No matter what your politics are, National Public Radio (NPR) producers, writers, and hosts, are among the best in the business when it comes to news content creation —audio or otherwise. They construct riveting stories that are more than just interviews. They combine well-written narration, great music, effective natural sound, and even sound effects to reel audiences into their content. In the process, their content creation efforts have also served to build the NPR brand into a trusted, distinctive and consistent storytelling platform — one that any content marketer would envy.

Even if you aren’t ready to incorporate audio into your content marketing arsenal, there are many lessons you can learn from NPR and other podcasting experts — just by listening to the fruits of their content creation efforts. I’ve compiled a list of eight of my favorite podcasts that I think can help us all better understand how we can combine media and storytelling techniques for smarter content creation.

1. 99% Invisible

Roman Mars, the host of 99% Invisible, was just named one of the most creative people in the world by Fast Company magazine.  He built his reputation as a storyteller with this podcast — and it’s amazing!

Wanna listen?: Think information design is a new idea? Think again. Listen to this amazing story about the information design strategies behind the formatting of telephone numbers.

2. On the Media

Okay, content marketers are not in the media business, per se. So why do I recommend this podcast? Each week, On the Media asks big questions about storytelling from a journalism and media brand perspective — and each week I walk away with a new idea, lesson, or cautionary tale that I can apply to my own brand storytelling.

Wanna listen?: This episode, about the purchase of the Washington Post by Jeff Bezos is particularly interesting. There’s depth to the story that wasn’t necessarily conveyed in other media coverage, as well as a thread that weaves together a newspaper strike and a forgotten TV network.

3. Blank on Blank: Famous Names, Lost Interviews

Not many people have heard of this podcast, but it’s a gem of inspiration for any content marketer who is looking to master the craft of creating compelling interview content. Every week, the Blank on Blank team unearths an interview that was nearly lost to the ages, coupled with the back story from the person (or people) who captured the moment. The series will quickly teach you that some of the most interesting stuff happens when you least expect it.

Wanna listen?: Try this harrowing, yet hilarious story that Farrah Fawcett told about how a pair of stiletto heels empowered her to defend herself in a dangerous situation.

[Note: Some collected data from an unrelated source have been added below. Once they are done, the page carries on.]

//! Agent-to-agent wire and lifecycle types

use super::errors::TaskError;
use chrono::{DateTime, Utc};
use serde::{Deserialize, Serialize};
use strum::{Display, EnumString};
use uuid::Uuid;

/// Well-known path every remote task endpoint publishes its card at
pub const AGENT_CARD_PATH: &str = "/.well-known/agent-card.json";

/// Content types the shopper agents accept and produce
pub const TEXT_CONTENT_TYPES: &[&str] = &["text", "text/plain"];

/// Capability flags advertised in an agent card
#[derive(Debug, Clone, Default, PartialEq, Eq, Serialize, Deserialize)]
pub struct AgentCapabilities {
    #[serde(default)]
    pub streaming: bool,
}

/// One skill advertised by an agent
#[derive(Debug, Clone, PartialEq, Eq, Serialize, Deserialize)]
pub struct AgentSkill {
    pub id: String,
    pub name: String,
    pub description: String,
    #[serde(default)]
    pub tags: Vec<String>,
    #[serde(default)]
    pub examples: Vec<String>,
}

/// Static descriptor served at [`AGENT_CARD_PATH`]
#[derive(Debug, Clone, PartialEq, Eq, Serialize, Deserialize)]
#[serde(rename_all = "camelCase")]
pub struct AgentCard {
    pub name: String,
    pub description: String,
    /// Address task requests are POSTed to
    pub url: String,
    pub version: String,
    #[serde(default)]
    pub default_input_modes: Vec<String>,
    #[serde(default)]
    pub default_output_modes: Vec<String>,
    #[serde(default)]
    pub capabilities: AgentCapabilities,
    #[serde(default)]
    pub skills: Vec<AgentSkill>,
}

/// Lifecycle state of a task
#[derive(Debug, Clone, Copy, PartialEq, Eq, Hash, Serialize, Deserialize, Display, EnumString)]
#[serde(rename_all = "lowercase")]
#[strum(serialize_all = "lowercase")]
pub enum TaskState {
    Submitted,
    Working,
    Completed,
    Failed,
}

impl TaskState {
    pub fn is_terminal(&self) -> bool {
        matches!(self, TaskState::Completed | TaskState::Failed)
    }

    /// `working` may repeat; nothing leaves a terminal state.
    pub fn can_transition_to(&self, next: TaskState) -> bool {
        match (self, next) {
            (TaskState::Submitted, TaskState::Submitted) => false,
            (TaskState::Submitted, _) => true,
            (TaskState::Working, TaskState::Submitted) => false,
            (TaskState::Working, _) => true,
            (TaskState::Completed | TaskState::Failed, _) => false,
        }
    }
}

/// A unit of text output attached to a task
#[derive(Debug, Clone, PartialEq, Eq, Serialize, Deserialize)]
#[serde(rename_all = "camelCase")]
pub struct Artifact {
    pub artifact_id: String,
    #[serde(skip_serializing_if = "Option::is_none")]
    pub name: Option<String>,
    pub text: String,
}

impl Artifact {
    pub fn text(name: impl Into<String>, text: impl Into<String>) -> Self {
        Self {
            artifact_id: Uuid::new_v4().to_string(),
            name: Some(name.into()),
            text: text.into(),
        }
    }
}

/// Typed lifecycle event emitted by a task executor
#[derive(Debug, Clone, PartialEq, Eq)]
pub enum TaskEvent {
    Submitted,
    Working { message: String },
    Completed { artifact: Artifact },
    Failed { error: String },
}

impl TaskEvent {
    pub fn working(message: impl Into<String>) -> Self {
        TaskEvent::Working {
            message: message.into(),
        }
    }

    pub fn completed(task_id: &str, text: impl Into<String>) -> Self {
        TaskEvent::Completed {
            artifact: Artifact::text(format!("output_{}", task_id), text),
        }
    }

    pub fn failed(error: impl Into<String>) -> Self {
        TaskEvent::Failed {
            error: error.into(),
        }
    }

    pub fn state(&self) -> TaskState {
        match self {
            TaskEvent::Submitted => TaskState::Submitted,
            TaskEvent::Working { .. } => TaskState::Working,
            TaskEvent::Completed { .. } => TaskState::Completed,
            TaskEvent::Failed { .. } => TaskState::Failed,
        }
    }

    pub fn is_terminal(&self) -> bool {
        self.state().is_terminal()
    }

    /// Text carried by the event, if any
    pub fn text(&self) -> Option<&str> {
        match self {
            TaskEvent::Submitted => None,
            TaskEvent::Working { message } => Some(message),
            TaskEvent::Completed { artifact } => Some(&artifact.text),
            TaskEvent::Failed { error } => Some(error),
        }
    }
}

/// Task request parameters as received on the wire.
///
/// Every field is optional here so that malformed requests can be rejected
/// with a precise message by [`TaskRequest::validate`].
#[derive(Debug, Clone, Default, Serialize, Deserialize)]
pub struct TaskRequest {
    #[serde(default, skip_serializing_if = "Option::is_none")]
    pub query_text: Option<String>,
    #[serde(default, skip_serializing_if = "Option::is_none")]
    pub task_id: Option<String>,
    #[serde(default, skip_serializing_if = "Option::is_none")]
    pub context_id: Option<String>,
}

impl TaskRequest {
    pub fn new(
        query_text: impl Into<String>,
        task_id: impl Into<String>,
        context_id: impl Into<String>,
    ) -> Self {
        Self {
            query_text: Some(query_text.into()),
            task_id: Some(task_id.into()),
            context_id: Some(context_id.into()),
        }
    }

    pub fn validate(&self) -> Result<ValidatedRequest, TaskError> {
        let task_id = non_blank(&self.task_id)
            .ok_or_else(|| TaskError::InvalidParams("request must have a task_id".to_string()))?;
        let context_id = non_blank(&self.context_id).ok_or_else(|| {
            TaskError::InvalidParams("request must have a context_id".to_string())
        })?;
        let query = non_blank(&self.query_text)
            .ok_or_else(|| TaskError::InvalidParams("request must have a message".to_string()))?;

        Ok(ValidatedRequest {
            query: query.to_string(),
            task_id: task_id.to_string(),
            context_id: context_id.to_string(),
        })
    }
}

fn non_blank(value: &Option<String>) -> Option<&str> {
    value.as_deref().filter(|v| !v.trim().is_empty())
}

/// A task request that passed validation
#[derive(Debug, Clone, PartialEq, Eq)]
pub struct ValidatedRequest {
    pub query: String,
    pub task_id: String,
    pub context_id: String,
}

/// Parameters for `tasks/get` and `tasks/cancel`
#[derive(Debug, Clone, Default, Serialize, Deserialize)]
pub struct TaskIdParams {
    #[serde(default)]
    pub task_id: Option<String>,
}

/// Snapshot of one task as held by an executor's store
#[derive(Debug, Clone, Serialize, Deserialize)]
pub struct Task {
    pub id: String,
    pub context_id: String,
    pub state: TaskState,
    /// Progress messages received while working
    #[serde(default)]
    pub messages: Vec<String>,
    #[serde(default)]
    pub artifacts: Vec<Artifact>,
    #[serde(skip_serializing_if = "Option::is_none")]
    pub error: Option<String>,
    pub created_at: DateTime<Utc>,
    pub updated_at: DateTime<Utc>,
}

impl Task {
    pub fn new(id: impl Into<String>, context_id: impl Into<String>) -> Self {
        let now = Utc::now();
        Self {
            id: id.into(),
            context_id: context_id.into(),
            state: TaskState::Submitted,
            messages: Vec::new(),
            artifacts: Vec::new(),
            error: None,
            created_at: now,
            updated_at: now,
        }
    }

    fn invalid_transition(&self, to: TaskState) -> TaskError {
        TaskError::InvalidTransition {
            task_id: self.id.clone(),
            from: self.state,
            to,
        }
    }

    /// Apply a lifecycle event, rejecting illegal transitions.
    ///
    /// A task is created in the `submitted` state, so a `Submitted` event is
    /// never valid here.
    pub fn apply(&mut self, event: &TaskEvent) -> Result<(), TaskError> {
        let next = event.state();
        if !self.state.can_transition_to(next) {
            return Err(self.invalid_transition(next));
        }

        match event {
            TaskEvent::Submitted => return Err(self.invalid_transition(next)),
            TaskEvent::Working { message } => self.messages.push(message.clone()),
            TaskEvent::Completed { artifact } => self.artifacts.push(artifact.clone()),
            TaskEvent::Failed { error } => {
                self.artifacts.push(Artifact::text("error", error.clone()));
                self.error = Some(error.clone());
            }
        }
        self.state = next;
        self.updated_at = Utc::now();
        Ok(())
    }

    /// Text of the last artifact, which is the answer for completed tasks
    pub fn result_text(&self) -> Option<&str> {
        self.artifacts.last().map(|a| a.text.as_str())
    }
}

/// Status update as streamed on the wire
#[derive(Debug, Clone, PartialEq, Eq, Serialize, Deserialize)]
pub struct TaskStatusUpdate {
    pub task_id: String,
    pub context_id: String,
    pub state: TaskState,
    #[serde(default, skip_serializing_if = "Option::is_none")]
    pub message: Option<String>,
    #[serde(default, skip_serializing_if = "Vec::is_empty")]
    pub artifacts: Vec<Artifact>,
    #[serde(rename = "final", default)]
    pub is_final: bool,
}

impl TaskStatusUpdate {
    pub fn from_event(task_id: &str, context_id: &str, event: &TaskEvent) -> Self {
        let (message, artifacts) = match event {
            TaskEvent::Submitted => (None, Vec::new()),
            TaskEvent::Working { message } => (Some(message.clone()), Vec::new()),
            TaskEvent::Completed { artifact } => (None, vec![artifact.clone()]),
            TaskEvent::Failed { error } => (
                Some(error.clone()),
                vec![Artifact::text("error", error.clone())],
            ),
        };
        Self {
            task_id: task_id.to_string(),
            context_id: context_id.to_string(),
            state: event.state(),
            message,
            artifacts,
            is_final: event.is_terminal(),
        }
    }

    /// Rebuild the typed event from a wire update
    pub fn into_event(self) -> TaskEvent {
        match self.state {
            TaskState::Submitted => TaskEvent::Submitted,
            TaskState::Working => TaskEvent::Working {
                message: self.message.unwrap_or_default(),
            },
            TaskState::Completed => match self.artifacts.into_iter().last() {
                Some(artifact) => TaskEvent::Completed { artifact },
                None => TaskEvent::Completed {
                    artifact: Artifact::text(
                        format!("output_{}", self.task_id),
                        self.message.unwrap_or_default(),
                    ),
                },
            },
            TaskState::Failed => TaskEvent::Failed {
                error: self
                    .message
                    .or_else(|| self.artifacts.into_iter().last().map(|a| a.text))
                    .unwrap_or_else(|| "Error: task failed".to_string()),
            },
        }
    }
}

/// An event on an executor's queue, addressed to one task
#[derive(Debug, Clone, PartialEq, Eq)]
pub struct TaskUpdate {
    pub task_id: String,
    pub context_id: String,
    pub event: TaskEvent,
}

impl TaskUpdate {
    pub fn to_wire(&self) -> TaskStatusUpdate {
        TaskStatusUpdate::from_event(&self.task_id, &self.context_id, &self.event)
    }
}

4. How Sound: The Backstory to Great Radio Storytelling

This podcast is a treasure-trove of how-to tips from some of the most successful content creators in the world. Everyone from Roman Mars (of 99% Invisible) to Audie Cornish (who conducts 15 NPR interviews a week) share their secrets, tips, ideas, and insight into creating great audio programming. Just to be clear, these tips aren’t just for podcasts — they can be used to create any type of content!

Wanna listen?: Audie Cornish’s discussion on conducting a great interview is phenomenally insightful. I promise you’ll learn a lot of useful tips!

5. Snap Judgment

Hosted by a guy named Glynn Washington, Snap Judgment “drops listeners into the heart of what matters.” Every show has a theme, like “Identity Crisis” or “Chain of Command,” and Glynn delivers a series of wonderfully produced stories that truly elicit emotional responses from the audience — something every content creator wants to achieve!

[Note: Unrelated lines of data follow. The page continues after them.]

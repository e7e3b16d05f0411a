use serde::{Deserialize, Serialize};
use serde_json::Value;
use strum::{AsRefStr, Display, EnumString};

pub const JSONRPC_VERSION: &str = "2.0";

pub const PARSE_ERROR: i32 = -32700;
pub const INVALID_REQUEST: i32 = -32600;
pub const METHOD_NOT_FOUND: i32 = -32601;
pub const INVALID_PARAMS: i32 = -32602;
pub const INTERNAL_ERROR: i32 = -32603;
pub const TASK_NOT_FOUND: i32 = -32001;
pub const UNSUPPORTED_OPERATION: i32 = -32004;

/// Methods a remote task endpoint answers
#[derive(Debug, Clone, Copy, PartialEq, Eq, Display, EnumString, AsRefStr)]
pub enum A2aMethod {
    /// Run a task and return the final snapshot
    #[strum(serialize = "message/send")]
    Send,
    /// Run a task and stream status updates as server-sent events
    #[strum(serialize = "message/stream")]
    Stream,
    #[strum(serialize = "tasks/get")]
    GetTask,
    #[strum(serialize = "tasks/cancel")]
    CancelTask,
}

fn default_version() -> String {
    JSONRPC_VERSION.to_string()
}

/// JSON-RPC request from client
#[derive(Debug, Clone, Serialize, Deserialize)]
pub struct RpcRequest {
    #[serde(default = "default_version")]
    pub jsonrpc: String,
    #[serde(default)]
    pub id: Value,
    pub method: String,
    #[serde(default)]
    pub params: Value,
}

impl RpcRequest {
    pub fn new(id: impl Into<Value>, method: A2aMethod, params: Value) -> Self {
        Self {
            jsonrpc: default_version(),
            id: id.into(),
            method: method.to_string(),
            params,
        }
    }
}

/// JSON-RPC response to client
#[derive(Debug, Clone, Serialize, Deserialize)]
pub struct RpcResponse {
    #[serde(default = "default_version")]
    pub jsonrpc: String,
    #[serde(default)]
    pub id: Value,
    #[serde(skip_serializing_if = "Option::is_none")]
    pub result: Option<Value>,
    #[serde(skip_serializing_if = "Option::is_none")]
    pub error: Option<RpcError>,
}

impl RpcResponse {
    pub fn success(id: Value, result: Value) -> Self {
        Self {
            jsonrpc: default_version(),
            id,
            result: Some(result),
            error: None,
        }
    }

    pub fn error(id: Value, error: RpcError) -> Self {
        Self {
            jsonrpc: default_version(),
            id,
            result: None,
            error: Some(error),
        }
    }
}

/// JSON-RPC error object
#[derive(Debug, Clone, PartialEq, Serialize, Deserialize)]
pub struct RpcError {
    pub code: i32,
    pub message: String,
    #[serde(skip_serializing_if = "Option::is_none")]
    pub data: Option<Value>,
}

impl RpcError {
    pub fn new(code: i32, message: impl Into<String>) -> Self {
        Self {
            code,
            message: message.into(),
            data: None,
        }
    }

    pub fn parse_error() -> Self {
        Self::new(PARSE_ERROR, "Parse error")
    }

    pub fn invalid_request() -> Self {
        Self::new(INVALID_REQUEST, "Invalid request")
    }

    pub fn method_not_found() -> Self {
        Self::new(METHOD_NOT_FOUND, "Method not found")
    }

    pub fn invalid_params(message: impl Into<String>) -> Self {
        Self::new(INVALID_PARAMS, message)
    }

    pub fn internal_error(message: impl Into<String>) -> Self {
        Self::new(INTERNAL_ERROR, message)
    }

    pub fn task_not_found(task_id: &str) -> Self {
        Self::new(TASK_NOT_FOUND, format!("Task not found: {}", task_id))
    }

    pub fn unsupported_operation(message: impl Into<String>) -> Self {
        Self::new(UNSUPPORTED_OPERATION, message)
    }
}

impl std::fmt::Display for RpcError {
    fn fmt(&self, f: &mut std::fmt::Formatter<'_>) -> std::fmt::Result {
        write!(f, "{} (code {})", self.message, self.code)
    }
}

#[cfg(test)]
mod tests {
    use super::*;
    use std::str::FromStr;

    #[test]
    fn test_method_names() {
        assert_eq!(A2aMethod::from_str("message/send").unwrap(), A2aMethod::Send);
        assert_eq!(A2aMethod::from_str("message/stream").unwrap(), A2aMethod::Stream);
        assert_eq!(A2aMethod::CancelTask.to_string(), "tasks/cancel");
        assert!(A2aMethod::from_str("tasks/resubscribe").is_err());
    }

    #[test]
    fn test_error_response_omits_result() {
        let resp = RpcResponse::error(Value::from(7), RpcError::method_not_found());
        let json = serde_json::to_value(&resp).unwrap();
        assert_eq!(json["jsonrpc"], "2.0");
        assert_eq!(json["error"]["code"], METHOD_NOT_FOUND);
        assert!(json.get("result").is_none());
    }

    #[test]
    fn test_request_defaults_version() {
        let req: RpcRequest =
            serde_json::from_str(r#"{"id": "1", "method": "tasks/get"}"#).unwrap();
        assert_eq!(req.jsonrpc, "2.0");
        assert!(req.params.is_null());
    }
}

Wanna listen?: Try this wonderful episode (from over a year ago) called Teacher, Teacher.

6. Back Story with the American History Guys

Back Story is a wonderfully produced current affairs program. Each week, the American History Guys provide perspectives on some key historical events to help us better understand the events happening in our world today.

Wanna listen?: This amazing Back Story episode celebrates the 50th anniversary of Martin Luther King’s march on Washington, and reflects on the long-term impact it has had on issues like race relations, economics, and equal opportunity employment.

7. Hearing Voices

Hearing Voices is a collection of some of NPR’s best public radio stories (many of which never made it to air in certain markets). The stories are riveting. These are the kinds of compelling content stories that create “driveway moments”: when you’re so engaged and invested in a story that you remain in your car after you’ve reached your destination, unable to exit until you’ve heard the end. Just imagine the brand influence you could wield if your content offered this level of quality and value!

Wanna listen?: This episode took a series of sports-related stories and wove them together into an hour-long set of “driveway moments.”

8. The Unconventionals

This podcast is produced by PJA (a marketing agency in Boston) in collaboration with the Columbia Business School. Described in their words, “Mike O’Toole introduces us to the counter-intuitive business stories that are the stuff of ingenuity… and outsized results.” It’s wonderfully produced, and showcases how brands can tell compelling, well-edited stories that are of equal caliber to NPR’s content.

Wanna listen?: Try my favorite episode of the show, “Big Ass Fans.” You’ll see why most marketers should listen, learn, and subscribe to content like this, as well as learn how B2B podcasts can and should be created.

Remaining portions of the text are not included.